Now, the point of that story was not to talk about how great GitHub is—if you’re here, you already know that—it’s to make another point: these moments of goodwill and collaboration and knowledge sharing are what drive your project forward. If you can create a culture of teaching and learning within your community like what went on when Greg showed us git, your project will take off. Those moments are more important to the humans involved than any app feature.

Looking back, I’m less proud of the fact that my todo list app supports projects, and more proud that the app inspired someone like Greg, who gets paid to transition people from Subversion to git at work, to volunteer his time and expertise, and also that the community was ready to use that knowledge productively.

Today we’re going to cover four ways I’ve found to create those powerful collaborative moments, when your community enables itself to take the next step and do something that feels beyond their reach.
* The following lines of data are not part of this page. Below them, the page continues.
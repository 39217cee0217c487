//! Declaration Parser
//!
//! Parses a raw `property: value;` block into an ordered set of
//! declarations, rejecting repeated properties within the block.

use smallvec::SmallVec;
use std::fmt;

use crate::error::{CssError, CssResult, SourcePosition};
use crate::properties::longhands_of;
use crate::tokenizer::{Token, Tokenizer};

/// A CSS declaration (property: value)
#[derive(Debug, Clone, PartialEq, Eq)]
pub struct Declaration {
    /// Property name, lower-cased
    pub property: String,
    /// Property value, trimmed
    pub value: String,
    /// Value this declaration replaced through a subclass merge
    pub original_value: Option<String>,
}

impl Declaration {
    pub fn new(property: impl Into<String>, value: impl Into<String>) -> Self {
        Self {
            property: property.into(),
            value: value.into(),
            original_value: None,
        }
    }
}

impl fmt::Display for Declaration {
    fn fmt(&self, f: &mut fmt::Formatter<'_>) -> fmt::Result {
        match &self.original_value {
            Some(original) => write!(
                f,
                "{}: {} /* (original value: {}) */;",
                self.property, self.value, original
            ),
            None => write!(f, "{}: {};", self.property, self.value),
        }
    }
}

/// Declarations of one block, each property at most once
#[derive(Debug, Clone, Default, PartialEq, Eq)]
pub struct DeclarationBlock {
    declarations: SmallVec<[Declaration; 8]>,
}

impl DeclarationBlock {
    /// Create an empty block
    pub fn new() -> Self {
        Self::default()
    }

    /// Parse raw declaration text
    pub fn parse(input: &str) -> CssResult<Self> {
        DeclarationParser::new(input).parse_block()
    }

    pub fn len(&self) -> usize {
        self.declarations.len()
    }

    pub fn is_empty(&self) -> bool {
        self.declarations.is_empty()
    }

    pub fn iter(&self) -> impl Iterator<Item = &Declaration> {
        self.declarations.iter()
    }

    /// Property names in declaration order
    pub fn properties(&self) -> impl Iterator<Item = &str> {
        self.declarations.iter().map(|d| d.property.as_str())
    }

    /// Look up a declaration, ignoring ASCII case
    pub fn get(&self, property: &str) -> Option<&Declaration> {
        self.declarations
            .iter()
            .find(|d| d.property.eq_ignore_ascii_case(property))
    }

    pub fn contains(&self, property: &str) -> bool {
        self.get(property).is_some()
    }

    /// Append a declaration, enforcing per-block uniqueness and
    /// shorthand-after-longhand ordering
    pub fn push(&mut self, declaration: Declaration) -> CssResult<()> {
        if self.contains(&declaration.property) {
            return Err(CssError::duplicate_property(declaration.property));
        }

        if let Some(longhand) = longhands_of(&declaration.property)
            .iter()
            .find(|longhand| self.contains(longhand))
        {
            return Err(CssError::partial_override(*longhand, declaration.property));
        }

        self.declarations.push(declaration);
        Ok(())
    }

    /// Fold `other` into this block. Values from `other` win; a replaced
    /// value is kept as `original_value` (the first one replaced sticks).
    pub fn merge_from(&mut self, other: &DeclarationBlock) {
        for incoming in other.iter() {
            match self
                .declarations
                .iter_mut()
                .find(|d| d.property == incoming.property)
            {
                Some(existing) => {
                    let replaced = std::mem::replace(&mut existing.value, incoming.value.clone());
                    if existing.original_value.is_none() {
                        existing.original_value = Some(replaced);
                    }
                }
                None => self.declarations.push(incoming.clone()),
            }
        }
    }
}

impl fmt::Display for DeclarationBlock {
    fn fmt(&self, f: &mut fmt::Formatter<'_>) -> fmt::Result {
        for (i, declaration) in self.declarations.iter().enumerate() {
            if i > 0 {
                f.write_str(" ")?;
            }
            write!(f, "{}", declaration)?;
        }
        Ok(())
    }
}

/// Declaration block parser
pub struct DeclarationParser<'a> {
    tokenizer: Tokenizer<'a>,
}

impl<'a> DeclarationParser<'a> {
    /// Create a new parser
    pub fn new(input: &'a str) -> Self {
        Self { tokenizer: Tokenizer::new(input) }
    }

    /// Parse every declaration in the input
    pub fn parse_block(&mut self) -> CssResult<DeclarationBlock> {
        let mut block = DeclarationBlock::new();

        loop {
            let start = self.tokenizer.position();
            let (tokens, at_eof) = self.collect_declaration()?;

            if let Some(declaration) = parse_declaration(&tokens, start)? {
                block.push(declaration)?;
            }

            if at_eof {
                break;
            }
        }

        Ok(block)
    }

    /// Collect tokens up to the next semicolon
    fn collect_declaration(&mut self) -> CssResult<(Vec<Token>, bool)> {
        let mut tokens = Vec::new();

        loop {
            match self.tokenizer.next_token()? {
                Token::Eof => return Ok((tokens, true)),
                Token::Semicolon => return Ok((tokens, false)),
                token => tokens.push(token),
            }
        }
    }
}

/// Turn one declaration's tokens into a `Declaration`; blank input is skipped
fn parse_declaration(tokens: &[Token], start: SourcePosition) -> CssResult<Option<Declaration>> {
    if tokens.iter().all(|t| *t == Token::Whitespace) {
        return Ok(None);
    }

    let raw = || tokens_to_string(tokens).trim().to_string();

    let colon = match tokens.iter().position(|t| *t == Token::Colon) {
        Some(index) => index,
        None => return Err(CssError::malformed(raw(), start)),
    };

    let property = tokens_to_string(&tokens[..colon]);
    let property = property.trim();
    if property.is_empty() || property.contains(char::is_whitespace) {
        return Err(CssError::malformed(raw(), start));
    }

    let value = tokens_to_string(&tokens[colon + 1..]);
    let value = value.trim();
    if value.is_empty() {
        return Err(CssError::malformed(raw(), start));
    }

    Ok(Some(Declaration::new(property.to_ascii_lowercase(), value)))
}

/// Convert tokens back to text, whitespace collapsed to single spaces
fn tokens_to_string(tokens: &[Token]) -> String {
    let mut text = String::new();
    for token in tokens {
        if *token == Token::Whitespace && text.ends_with(' ') {
            continue;
        }
        text.push_str(token.as_text());
    }
    text
}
First I want to give you a sense of my background and experience, because I know there are a lot of OSS hackers in this room, and you should know where I’m standing in the ecosystem. I work full-time for a non-profit called Expert Labs. I’m a project director there, and I lead development on an open source project called ThinkUp. ThinkUp is a relatively small, new open source project—at about 14 months old, we’ve got a mailing list of about 500 subscribers, and we’ve accepted commits from about 30 programmers. Compared to the big projects, that's nothing, but as someone taking this on with fresh eyes and the most modern tools, I’ve learned a whole lot in the past 14 months of growing this project, and that’s what I want to share with you. Everything that I talk about today will be based on my experience growing ThinkUp, and different approaches work better at different sizes, so take the size of your project and community into consideration while you think about the best ways to apply some of this advice.

My thesis is this: Growing community is just as important as growing code. I see four main approaches to it.

1. Enable peer consultation.
2. Convert newcomers into contributors.
3. Cast a wide net.
4. Help your community fulfill its destiny.

1. Enable peer consultation.

Many projects like ThinkUp begin with a lone programmer who writes the initial version and publishes the source code. So at first, when users and developers show up, that founding programmer is the only person who knows the project front to back, and that founding programmer is the single point of contact for answering questions, reviewing and accepting patches, and defining what the application IS or should be.

But one person does not scale.

As a project founder your job is just as much to build and lead the app development as it is to enable the community to become self-sufficient, to reduce yourself as a bottleneck for decisions and review.

My friend Paul Ford published a fantastic essay called “The Web Is a Customer Service Medium,” which I think is one the most insightful things written about the web this year. In it, Paul asserts that the fundamental question of the web is “Why Wasn’t I Consulted?” Think about your community members asking that question. Why wasn’t I consulted? Paul writes:

Humans have a fundamental need to be consulted, engaged, to exercise their knowledge (and thus power), and no other medium that came before [the web] has been able to tap into that as effectively.

The web lets people consult with their peers, not the people in charge, to get things done. As an open source leader, you’re like a doctor or a teacher. If you’re doing a good job, then your community needs you less and less. Give your community the tools they need to get things done without you.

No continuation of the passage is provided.